* Data supplied
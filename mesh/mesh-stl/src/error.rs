//! Error types for mesh loading.

use thiserror::Error;

/// Result type for mesh loading operations.
pub type LoadResult<T> = Result<T, LoadError>;

/// Errors that can occur while loading a mesh.
///
/// All variants are terminal for the request: no partial mesh is ever
/// returned alongside an error.
#[derive(Debug, Error)]
pub enum LoadError {
    /// The input byte stream was empty.
    #[error("empty input: no bytes to parse")]
    EmptyInput,

    /// The file extension is not a recognized mesh format, or the
    /// format is recognized but has no parser.
    #[error("unsupported file extension: .{extension}")]
    UnsupportedExtension {
        /// The offending extension (without the dot).
        extension: String,
    },

    /// Binary input too short to hold the 80-byte header and the
    /// 4-byte triangle count.
    #[error("malformed STL header: need at least 84 bytes, got {len}")]
    MalformedHeader {
        /// Actual input length in bytes.
        len: usize,
    },

    /// The declared triangle count exceeds the available data.
    #[error("truncated STL data: declared {declared} triangles, input ends at triangle {parsed}")]
    TruncatedData {
        /// Triangle count declared in the header.
        declared: u32,
        /// Index of the first triangle with missing bytes.
        parsed: u32,
    },

    /// A vertex coordinate in an ASCII facet failed to parse.
    #[error("invalid ASCII STL: {0}")]
    ParseFloat(#[from] std::num::ParseFloatError),

    /// I/O error reading the source file.
    #[error("I/O error: {0}")]
    Io(#[from] std::io::Error),
}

* Task instructions
I need every line of the material that includes "LoadError", so please copy them out.

* Your solution
pub type LoadResult<T> = Result<T, LoadError>;
pub enum LoadError {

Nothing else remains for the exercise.